++++ Exercise materials

use std::io;
use std::path::{Path, PathBuf};

use ignore::overrides::{Override, OverrideBuilder};
use ignore::WalkBuilder;
use tracing::{debug, trace};

use crate::entry::{Attributes, EntryKind};
use crate::error::DirTreeError;
use crate::spec::PathSpec;
use crate::traits::{Listing, ListingCursor, RawEntry};

#[cfg(windows)]
const ERROR_BAD_NETPATH: i32 = 53;
#[cfg(windows)]
const ERROR_BAD_NET_NAME: i32 = 67;

// ---------------------------------------------------------------------------
// FsListing
// ---------------------------------------------------------------------------

/// [`Listing`] over the host filesystem.
///
/// Each open reads one directory level with `ignore`'s walker, keeping the
/// names that match the pattern's final segment. Matching is a
/// case-insensitive glob over `*` and `?`; `*.*` matches every name and
/// `*.` matches names without an extension.
/// Relative specs resolve against the root, if one was given, and against
/// the working directory otherwise.
#[derive(Debug, Clone, Default)]
pub struct FsListing {
    root: Option<PathBuf>,
}

impl FsListing {
    pub fn new() -> Self {
        Self::default()
    }

    /// Resolve relative specs against `root`.
    pub fn rooted(root: impl Into<PathBuf>) -> Self {
        Self { root: Some(root.into()) }
    }

    fn resolve(&self, spec: &PathSpec) -> Result<PathBuf, DirTreeError> {
        if cfg!(not(windows)) && !spec.volume().is_empty() {
            return Err(DirTreeError::NotFound(spec.to_native_path()));
        }
        let native = spec.to_native_path();
        Ok(match &self.root {
            Some(root) if !native.is_absolute() => root.join(native),
            _ => native,
        })
    }

    // Parent directory to list for a pattern, relative "" meaning ".".
    fn parent_dir(&self, pattern: &PathSpec) -> Result<PathBuf, DirTreeError> {
        let (volume, directory, _) = pattern.split3();
        let parent = PathSpec::from_parts(volume, directory, "")?;
        let dir = self.resolve(&parent)?;
        Ok(if dir.as_os_str().is_empty() { PathBuf::from(".") } else { dir })
    }
}

impl Listing for FsListing {
    fn open(&self, pattern: &PathSpec) -> Result<Box<dyn ListingCursor>, DirTreeError> {
        let segment = pattern.file();
        let parent = self.parent_dir(pattern)?;
        if segment.is_empty() {
            return Err(DirTreeError::NotFound(parent));
        }
        std::fs::metadata(&parent).map_err(|e| map_io_error(parent.clone(), e))?;
        let matcher = segment_matcher(&parent, segment)?;

        let mut builder = WalkBuilder::new(&parent);
        builder
            .standard_filters(false)
            .ignore(false)
            .parents(false)
            .hidden(false)
            .follow_links(false)
            .max_depth(Some(1))
            .sort_by_file_name(|a, b| a.cmp(b));

        let mut entries = Vec::new();
        for res in builder.build() {
            let entry = res.map_err(map_ignore_error)?;
            if entry.depth() == 0 {
                continue;
            }
            let Some(ft) = entry.file_type() else { continue };
            let Some(name) = entry.file_name().to_str() else {
                debug!(name = ?entry.file_name(), "skipping non-UTF-8 entry name");
                continue;
            };

            let is_dir = ft.is_dir();
            if !matches(&matcher, segment, name, entry.path(), is_dir) {
                continue;
            }

            let kind = if is_dir {
                EntryKind::Dir
            } else if ft.is_file() {
                EntryKind::File
            } else if ft.is_symlink() {
                EntryKind::Symlink
            } else {
                EntryKind::Other
            };
            let size = match kind {
                EntryKind::Dir => 0,
                _ => entry.metadata().map(|m| m.len()).unwrap_or(0),
            };

            entries.push(RawEntry {
                name: name.to_owned(),
                attributes: Attributes { kind, size },
            });
        }

        trace!(parent = %parent.display(), pattern = segment, matched = entries.len(), "directory read");
        Ok(Box::new(FsCursor { entries: Some(entries.into_iter()) }))
    }

    fn exists(&self, spec: &PathSpec) -> bool {
        let spec = spec.without_trailing_separator();
        if spec.is_empty() {
            return false;
        }
        self.resolve(&spec)
            .map(|p| std::fs::symlink_metadata(p).is_ok())
            .unwrap_or(false)
    }
}

/// A snapshot of one directory level, handed out one entry at a time.
struct FsCursor {
    entries: Option<std::vec::IntoIter<RawEntry>>,
}

impl ListingCursor for FsCursor {
    fn next_entry(&mut self) -> Option<RawEntry> {
        self.entries.as_mut()?.next()
    }

    fn close(&mut self) {
        self.entries = None;
    }
}

// ---------------------------------------------------------------------------
// Segment matching
// ---------------------------------------------------------------------------

fn segment_matcher(parent: &Path, segment: &str) -> Result<Override, DirTreeError> {
    let mut builder = OverrideBuilder::new(parent);
    builder
        .case_insensitive(true)
        .map_err(|e| DirTreeError::InvalidPattern(e.to_string()))?;
    builder
        .add(&escape_segment(segment))
        .map_err(|e| DirTreeError::InvalidPattern(e.to_string()))?;
    builder
        .build()
        .map_err(|e| DirTreeError::InvalidPattern(e.to_string()))
}

// `*.*` matches every name and `*.` only names without a `.`.
fn matches(matcher: &Override, segment: &str, name: &str, path: &Path, is_dir: bool) -> bool {
    match segment {
        "*.*" => true,
        "*." => !name.contains('.'),
        _ => matcher.matched(path, is_dir).is_whitelist(),
    }
}

// Only `*` and `?` are wildcards in a segment. Everything the glob
// syntax would otherwise interpret is escaped, including trailing spaces,
// which a glob line would otherwise drop.
fn escape_segment(segment: &str) -> String {
    let trailing = segment.len() - segment.trim_end_matches(' ').len();
    let body_end = segment.chars().count() - trailing;
    let mut out = String::with_capacity(segment.len() + trailing + 2);
    for (i, c) in segment.chars().enumerate() {
        match c {
            ' ' if i >= body_end => out.push_str("\\ "),
            '[' | ']' | '{' | '}' => {
                out.push('\\');
                out.push(c);
            }
            '!' | '#' if i == 0 => {
                out.push('\\');
                out.push(c);
            }
            _ => out.push(c),
        }
    }
    out
}

// ---------------------------------------------------------------------------
// Map ignore::Error to DirTreeError
// ---------------------------------------------------------------------------

fn map_ignore_error(e: ignore::Error) -> DirTreeError {
    match e {
        ignore::Error::WithPath { path, err } => match *err {
            ignore::Error::Io(io_err) => map_io_error(path, io_err),
            other => DirTreeError::Io {
                path,
                source: io::Error::new(io::ErrorKind::Other, other.to_string()),
            },
        },
        ignore::Error::WithDepth { err, .. } => map_ignore_error(*err),
        ignore::Error::Io(io_err) => map_io_error(PathBuf::new(), io_err),
        other => DirTreeError::Io {
            path: PathBuf::new(),
            source: io::Error::new(io::ErrorKind::Other, other.to_string()),
        },
    }
}

fn map_io_error(path: PathBuf, err: io::Error) -> DirTreeError {
    if is_network_error(&err) {
        return DirTreeError::NetworkUnavailable(path);
    }
    match err.kind() {
        io::ErrorKind::NotFound => DirTreeError::NotFound(path),
        _ => DirTreeError::Io { path, source: err },
    }
}

#[cfg(windows)]
fn is_network_error(err: &io::Error) -> bool {
    matches!(err.raw_os_error(), Some(ERROR_BAD_NETPATH | ERROR_BAD_NET_NAME))
}

#[cfg(not(windows))]
fn is_network_error(_err: &io::Error) -> bool {
    false
}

++++++++

__Directions__
Each record should be transcribed exactly as it was written.

__Response to the exercise__
use std::io;
use std::path::{Path, PathBuf};

use ignore::overrides::{Override, OverrideBuilder};
use ignore::WalkBuilder;
use tracing::{debug, trace};

use crate::entry::{Attributes, EntryKind};
use crate::error::DirTreeError;
use crate::spec::PathSpec;
use crate::traits::{Listing, ListingCursor, RawEntry};

#[cfg(windows)]
const ERROR_BAD_NETPATH: i32 = 53;
#[cfg(windows)]
const ERROR_BAD_NET_NAME: i32 = 67;

// ---------------------------------------------------------------------------
// FsListing
// ---------------------------------------------------------------------------

/// [`Listing`] over the host filesystem.
///
/// Each open reads one directory level with `ignore`'s walker, keeping the
/// names that match the pattern's final segment. Matching is a
/// case-insensitive glob over `*` and `?`; `*.*` matches every name and
/// `*.` matches names without an extension.
/// Relative specs resolve against the root, if one was given, and against
/// the working directory otherwise.
#[derive(Debug, Clone, Default)]
pub struct FsListing {
    root: Option<PathBuf>,
}

impl FsListing {
    pub fn new() -> Self {
        Self::default()
    }

    /// Resolve relative specs against `root`.
    pub fn rooted(root: impl Into<PathBuf>) -> Self {
        Self { root: Some(root.into()) }
    }

    fn resolve(&self, spec: &PathSpec) -> Result<PathBuf, DirTreeError> {
        if cfg!(not(windows)) && !spec.volume().is_empty() {
            return Err(DirTreeError::NotFound(spec.to_native_path()));
        }
        let native = spec.to_native_path();
        Ok(match &self.root {
            Some(root) if !native.is_absolute() => root.join(native),
            _ => native,
        })
    }

    // Parent directory to list for a pattern, relative "" meaning ".".
    fn parent_dir(&self, pattern: &PathSpec) -> Result<PathBuf, DirTreeError> {
        let (volume, directory, _) = pattern.split3();
        let parent = PathSpec::from_parts(volume, directory, "")?;
        let dir = self.resolve(&parent)?;
        Ok(if dir.as_os_str().is_empty() { PathBuf::from(".") } else { dir })
    }
}

impl Listing for FsListing {
    fn open(&self, pattern: &PathSpec) -> Result<Box<dyn ListingCursor>, DirTreeError> {
        let segment = pattern.file();
        let parent = self.parent_dir(pattern)?;
        if segment.is_empty() {
            return Err(DirTreeError::NotFound(parent));
        }
        std::fs::metadata(&parent).map_err(|e| map_io_error(parent.clone(), e))?;
        let matcher = segment_matcher(&parent, segment)?;

        let mut builder = WalkBuilder::new(&parent);
        builder
            .standard_filters(false)
            .ignore(false)
            .parents(false)
            .hidden(false)
            .follow_links(false)
            .max_depth(Some(1))
            .sort_by_file_name(|a, b| a.cmp(b));

        let mut entries = Vec::new();
        for res in builder.build() {
            let entry = res.map_err(map_ignore_error)?;
            if entry.depth() == 0 {
                continue;
            }
            let Some(ft) = entry.file_type() else { continue };
            let Some(name) = entry.file_name().to_str() else {
                debug!(name = ?entry.file_name(), "skipping non-UTF-8 entry name");
                continue;
            };

            let is_dir = ft.is_dir();
            if !matches(&matcher, segment, name, entry.path(), is_dir) {
                continue;
            }

            let kind = if is_dir {
                EntryKind::Dir
            } else if ft.is_file() {
                EntryKind::File
            } else if ft.is_symlink() {
                EntryKind::Symlink
            } else {
                EntryKind::Other
            };
            let size = match kind {
                EntryKind::Dir => 0,
                _ => entry.metadata().map(|m| m.len()).unwrap_or(0),
            };

            entries.push(RawEntry {
                name: name.to_owned(),
                attributes: Attributes { kind, size },
            });
        }

        trace!(parent = %parent.display(), pattern = segment, matched = entries.len(), "directory read");
        Ok(Box::new(FsCursor { entries: Some(entries.into_iter()) }))
    }

    fn exists(&self, spec: &PathSpec) -> bool {
        let spec = spec.without_trailing_separator();
        if spec.is_empty() {
            return false;
        }
        self.resolve(&spec)
            .map(|p| std::fs::symlink_metadata(p).is_ok())
            .unwrap_or(false)
    }
}

/// A snapshot of one directory level, handed out one entry at a time.
struct FsCursor {
    entries: Option<std::vec::IntoIter<RawEntry>>,
}

impl ListingCursor for FsCursor {
    fn next_entry(&mut self) -> Option<RawEntry> {
        self.entries.as_mut()?.next()
    }

    fn close(&mut self) {
        self.entries = None;
    }
}

// ---------------------------------------------------------------------------
// Segment matching
// ---------------------------------------------------------------------------

fn segment_matcher(parent: &Path, segment: &str) -> Result<Override, DirTreeError> {
    let mut builder = OverrideBuilder::new(parent);
    builder
        .case_insensitive(true)
        .map_err(|e| DirTreeError::InvalidPattern(e.to_string()))?;
    builder
        .add(&escape_segment(segment))
        .map_err(|e| DirTreeError::InvalidPattern(e.to_string()))?;
    builder
        .build()
        .map_err(|e| DirTreeError::InvalidPattern(e.to_string()))
}

// `*.*` matches every name and `*.` only names without a `.`.
fn matches(matcher: &Override, segment: &str, name: &str, path: &Path, is_dir: bool) -> bool {
    match segment {
        "*.*" => true,
        "*." => !name.contains('.'),
        _ => matcher.matched(path, is_dir).is_whitelist(),
    }
}

// Only `*` and `?` are wildcards in a segment. Everything the glob
// syntax would otherwise interpret is escaped, including trailing spaces,
// which a glob line would otherwise drop.
fn escape_segment(segment: &str) -> String {
    let trailing = segment.len() - segment.trim_end_matches(' ').len();
    let body_end = segment.chars().count() - trailing;
    let mut out = String::with_capacity(segment.len() + trailing + 2);
    for (i, c) in segment.chars().enumerate() {
        match c {
            ' ' if i >= body_end => out.push_str("\\ "),
            '[' | ']' | '{' | '}' => {
                out.push('\\');
                out.push(c);
            }
            '!' | '#' if i == 0 => {
                out.push('\\');
                out.push(c);
            }
            _ => out.push(c),
        }
    }
    out
}

// ---------------------------------------------------------------------------
// Map ignore::Error to DirTreeError
// ---------------------------------------------------------------------------

fn map_ignore_error(e: ignore::Error) -> DirTreeError {
    match e {
        ignore::Error::WithPath { path, err } => match *err {
            ignore::Error::Io(io_err) => map_io_error(path, io_err),
            other => DirTreeError::Io {
                path,
                source: io::Error::new(io::ErrorKind::Other, other.to_string()),
            },
        },
        ignore::Error::WithDepth { err, .. } => map_ignore_error(*err),
        ignore::Error::Io(io_err) => map_io_error(PathBuf::new(), io_err),
        other => DirTreeError::Io {
            path: PathBuf::new(),
            source: io::Error::new(io::ErrorKind::Other, other.to_string()),
        },
    }
}

fn map_io_error(path: PathBuf, err: io::Error) -> DirTreeError {
    if is_network_error(&err) {
        return DirTreeError::NetworkUnavailable(path);
    }
    match err.kind() {
        io::ErrorKind::NotFound => DirTreeError::NotFound(path),
        _ => DirTreeError::Io { path, source: err },
    }
}

#[cfg(windows)]
fn is_network_error(err: &io::Error) -> bool {
    matches!(err.raw_os_error(), Some(ERROR_BAD_NETPATH | ERROR_BAD_NET_NAME))
}

#[cfg(not(windows))]
fn is_network_error(_err: &io::Error) -> bool {
    false
}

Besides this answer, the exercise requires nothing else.